The characters arrange themselves in a scale beginning with the horse, and descending, according to their degrees of "blood-potency," to Flora, who is an ordinary woman of the social world. Next to the horse is his own groom, Lewis, who is a dark, silent, shaggy mystical Welshman with a sacred beard; he understands the horse, speaks to him in Welsh and is in perfect sympathy with him. There is a second groom of mixed Mexican and Indian blood; he is almost as sympathetic. Then comes the mother, Mrs. Witt, from Louisiana, inheriting a strain of dark Welsh blood through her grandmother: having exhausted society, despising most of the human animals, including her son-in-law, she admires the horse and shares his spirit. Next comes Lou, the daughter, an American girl, much Europeanized, very sophisticated. At twenty-five she marries an artist, the best thing in sight, handsome, healthy, with a desire for a fashionable success in London. Lou buys St. Mawr for her husband, hoping that he will ride the splendid creature with effect. The husband, Rico, has outgrown horses, doesn't like St. Mawr, and the golden stallion has an instinctive repugnance for him. Ill managed, St. Mawr throws his rider and breaks several of his bones. The lowest character in Mr. Lawrence's scale is Flora, who after the accident seizes upon Rico for a lover, and proposes to buy, castrate, and tame the horse. The immediate upshot of the affair is that mother and daughter fall in love with the horse and with the grooms and carry them off to America.

A superb creature, St. Mawr, if one knows how to ride him.

If one has but the merest rudiments of symbol-reading, the main meanings of all this and subsequent developments will be clear enough. The story is excitingly told, independently of its meanings. But it is obvious that this symbolical novel is intended to be mordantly satirical, as well. Mr. Lawrence's first theme is the emancipation of the two American women from the perfunctory type of men, and their adventure in quest of an independent self-hood. His second theme, pervading his entire conception of the tale, is his own profound revulsion from polite tea table literature, his sense that the English scene is exhausted, his quest for a newer, younger land in which, as George Moore would say, to "enwomb" a vital art.

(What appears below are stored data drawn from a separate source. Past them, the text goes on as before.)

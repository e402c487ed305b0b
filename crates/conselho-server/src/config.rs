//! Process configuration, read from `CONSELHO_*` environment variables.
//!
//! A `.env` file in the working directory is loaded first for local
//! development.

use std::net::SocketAddr;
use std::path::PathBuf;
use std::time::Duration;

use conselho_gateway::GatewayConfig;

/// JWT secrets that ship in sample files and must never reach production.
const PLACEHOLDER_SECRETS: &[&str] = &[
    "change-me-to-a-random-string",
    "dev-secret-change-me",
    "secret",
];

#[derive(Debug, thiserror::Error)]
pub enum ConfigError {
    #[error("Missing the environment variable {0}")]
    MissingVar(String),
    #[error("Invalid value for the environment variable {0}: {1}")]
    InvalidValue(String, String),
}

#[derive(Clone, Debug)]
pub struct Config {
    pub jwt_secret: String,
    pub db_path: PathBuf,
    pub bind_address: SocketAddr,
    pub heartbeat_interval: Duration,
    pub billing_period: Duration,
}

impl Config {
    /// Read the process environment. `.env` is loaded by the binary before
    /// this is called.
    pub fn from_env() -> Result<Self, ConfigError> {
        Self::from_lookup(|key| std::env::var(key).ok())
    }

    /// Build the config from any key/value source.
    pub fn from_lookup(lookup: impl Fn(&str) -> Option<String>) -> Result<Self, ConfigError> {
        let jwt_secret = lookup("CONSELHO_JWT_SECRET")
            .filter(|s| !s.trim().is_empty())
            .ok_or_else(|| ConfigError::MissingVar("CONSELHO_JWT_SECRET".into()))?;
        if PLACEHOLDER_SECRETS.contains(&jwt_secret.as_str()) {
            return Err(ConfigError::InvalidValue(
                "CONSELHO_JWT_SECRET".into(),
                "still a placeholder; set a random secret".into(),
            ));
        }

        let db_path = lookup("CONSELHO_DB_PATH")
            .map(PathBuf::from)
            .unwrap_or_else(|| PathBuf::from("conselho.db"));

        let host = lookup("CONSELHO_HOST").unwrap_or_else(|| "0.0.0.0".into());
        let port: u16 = parse_or(&lookup, "CONSELHO_PORT", 3000)?;
        let bind_address = format!("{}:{}", host, port)
            .parse::<SocketAddr>()
            .map_err(|e| ConfigError::InvalidValue("CONSELHO_HOST".into(), e.to_string()))?;

        let heartbeat_secs: u64 = parse_or(&lookup, "CONSELHO_HEARTBEAT_SECS", 30)?;
        let billing_secs: u64 = parse_or(&lookup, "CONSELHO_BILLING_PERIOD_SECS", 60)?;
        for (key, value) in [
            ("CONSELHO_HEARTBEAT_SECS", heartbeat_secs),
            ("CONSELHO_BILLING_PERIOD_SECS", billing_secs),
        ] {
            if value == 0 {
                return Err(ConfigError::InvalidValue(key.into(), "must be at least 1".into()));
            }
        }

        Ok(Self {
            jwt_secret,
            db_path,
            bind_address,
            heartbeat_interval: Duration::from_secs(heartbeat_secs),
            billing_period: Duration::from_secs(billing_secs),
        })
    }

    pub fn gateway(&self) -> GatewayConfig {
        GatewayConfig {
            heartbeat_interval: self.heartbeat_interval,
            billing_period: self.billing_period,
        }
    }
}

fn parse_or<T: std::str::FromStr>(
    lookup: &impl Fn(&str) -> Option<String>,
    key: &str,
    default: T,
) -> Result<T, ConfigError>
where
    T::Err: std::fmt::Display,
{
    match lookup(key) {
        Some(raw) => raw
            .trim()
            .parse()
            .map_err(|e: T::Err| ConfigError::InvalidValue(key.into(), e.to_string())),
        None => Ok(default),
    }
}
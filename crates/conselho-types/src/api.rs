use rust_decimal::Decimal;
use serde::{Deserialize, Serialize};
use uuid::Uuid;

use crate::models::{LedgerTransaction, Role};

// -- JWT Claims --

/// Session token claims, shared by the HTTP middleware and the WebSocket auth
/// gate. `sub` is the user's identity.
#[derive(Debug, Clone, Serialize, Deserialize)]
pub struct Claims {
    pub sub: Uuid,
    pub username: String,
    pub role: Role,
    pub exp: usize,
}

// -- Auth --

#[derive(Debug, Deserialize)]
#[serde(deny_unknown_fields)]
pub struct RegisterRequest {
    pub username: String,
    pub password: String,
    pub role: Role,
    /// Required when `role` is consultant.
    #[serde(default)]
    pub price_per_minute: Option<Decimal>,
}

#[derive(Debug, Serialize, Deserialize)]
pub struct RegisterResponse {
    pub user_id: Uuid,
    pub token: String,
}

#[derive(Debug, Deserialize)]
#[serde(deny_unknown_fields)]
pub struct LoginRequest {
    pub username: String,
    pub password: String,
}

#[derive(Debug, Serialize, Deserialize)]
pub struct LoginResponse {
    pub user_id: Uuid,
    pub username: String,
    pub role: Role,
    pub token: String,
}

// -- Credits --

#[derive(Debug, Serialize, Deserialize)]
pub struct BalanceResponse {
    pub balance: Decimal,
}

#[derive(Debug, Serialize, Deserialize)]
pub struct TransactionsResponse {
    pub transactions: Vec<LedgerTransaction>,
    pub page: u32,
    pub page_size: u32,
}

#[derive(Debug, Deserialize)]
#[serde(deny_unknown_fields)]
pub struct AmountRequest {
    pub amount: Decimal,
    #[serde(default)]
    pub reference_id: Option<String>,
}

#[derive(Debug, Serialize, Deserialize)]
pub struct LedgerReceipt {
    pub transaction_id: Uuid,
    pub amount: Decimal,
    pub new_balance: Decimal,
}

#[derive(Debug, Deserialize)]
#[serde(deny_unknown_fields)]
pub struct TransferRequest {
    pub recipient_id: Uuid,
    pub amount: Decimal,
}

#[derive(Debug, Serialize, Deserialize)]
pub struct TransferReceipt {
    pub transfer_id: Uuid,
    pub amount: Decimal,
    pub sender_new_balance: Decimal,
}

// -- Consultations --

#[derive(Debug, Deserialize)]
#[serde(deny_unknown_fields)]
pub struct StartConsultationRequest {
    pub consultant_id: Uuid,
}

// -- Errors --

/// JSON body of every non-2xx response.
#[derive(Debug, Serialize, Deserialize)]
pub struct ErrorResponse {
    pub error: String,
    pub code: String,
    #[serde(default, skip_serializing_if = "Option::is_none")]
    pub current_balance: Option<Decimal>,
    #[serde(default, skip_serializing_if = "Option::is_none")]
    pub required: Option<Decimal>,
}
use std::sync::Arc;

use tracing::{error, info};

use conselho_api::AppStateInner;
use conselho_db::Database;
use conselho_gateway::Gateway;
use conselho_gateway::auth::AuthGate;
use conselho_server::build_router;
use conselho_server::config::Config;

#[tokio::main]
async fn main() -> anyhow::Result<()> {
    // Load .env if present
    let _ = dotenvy::dotenv();

    // Init logging
    tracing_subscriber::fmt()
        .with_env_filter(
            tracing_subscriber::EnvFilter::try_from_default_env()
                .unwrap_or_else(|_| "conselho=debug,tower_http=debug".into()),
        )
        .init();

    let config = match Config::from_env() {
        Ok(config) => config,
        Err(e) => {
            error!("FATAL: {}", e);
            eprintln!("FATAL: {}", e);
            eprintln!("       Set it in your .env file and restart.");
            std::process::exit(1);
        }
    };

    // Schema must already be current; see conselho-migrate.
    let db = Arc::new(Database::open(&config.db_path)?);

    let gateway = Gateway::new(db, AuthGate::new(&config.jwt_secret), config.gateway());
    let heartbeat = gateway.spawn_heartbeat();
    info!(
        "Heartbeat every {:?}, billing period {:?}",
        config.heartbeat_interval, config.billing_period
    );

    let app = build_router(AppStateInner::new(gateway));

    info!("Conselho server listening on {}", config.bind_address);
    let listener = tokio::net::TcpListener::bind(config.bind_address).await?;
    axum::serve(listener, app)
        .with_graceful_shutdown(shutdown_signal())
        .await?;

    heartbeat.abort();
    Ok(())
}

async fn shutdown_signal() {
    let ctrl_c = tokio::signal::ctrl_c();
    #[cfg(unix)]
    {
        match tokio::signal::unix::signal(tokio::signal::unix::SignalKind::terminate()) {
            Ok(mut sigterm) => {
                tokio::select! {
                    _ = ctrl_c => info!("Received Ctrl+C, shutting down..."),
                    _ = sigterm.recv() => info!("Received SIGTERM, shutting down..."),
                }
            }
            Err(e) => {
                error!("Failed to install SIGTERM handler: {}", e);
                ctrl_c.await.ok();
                info!("Received Ctrl+C, shutting down...");
            }
        }
    }
    #[cfg(not(unix))]
    {
        ctrl_c.await.ok();
        info!("Received Ctrl+C, shutting down...");
    }
}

The concluding chapter, in a slackened tempo, pictures the last refuge of Lou and her mother: an abandoned, rat-pestered, goat-ruined ranch in the mountains of the American Southwest. I know what Mr. Lawrence means by that, but I believe in leaving something to the imagination of readers. To mine, I recommend reading "St. Mawr," and thinking it over for some time before deciding whether or not it is a deeply suggestive piece of symbolism.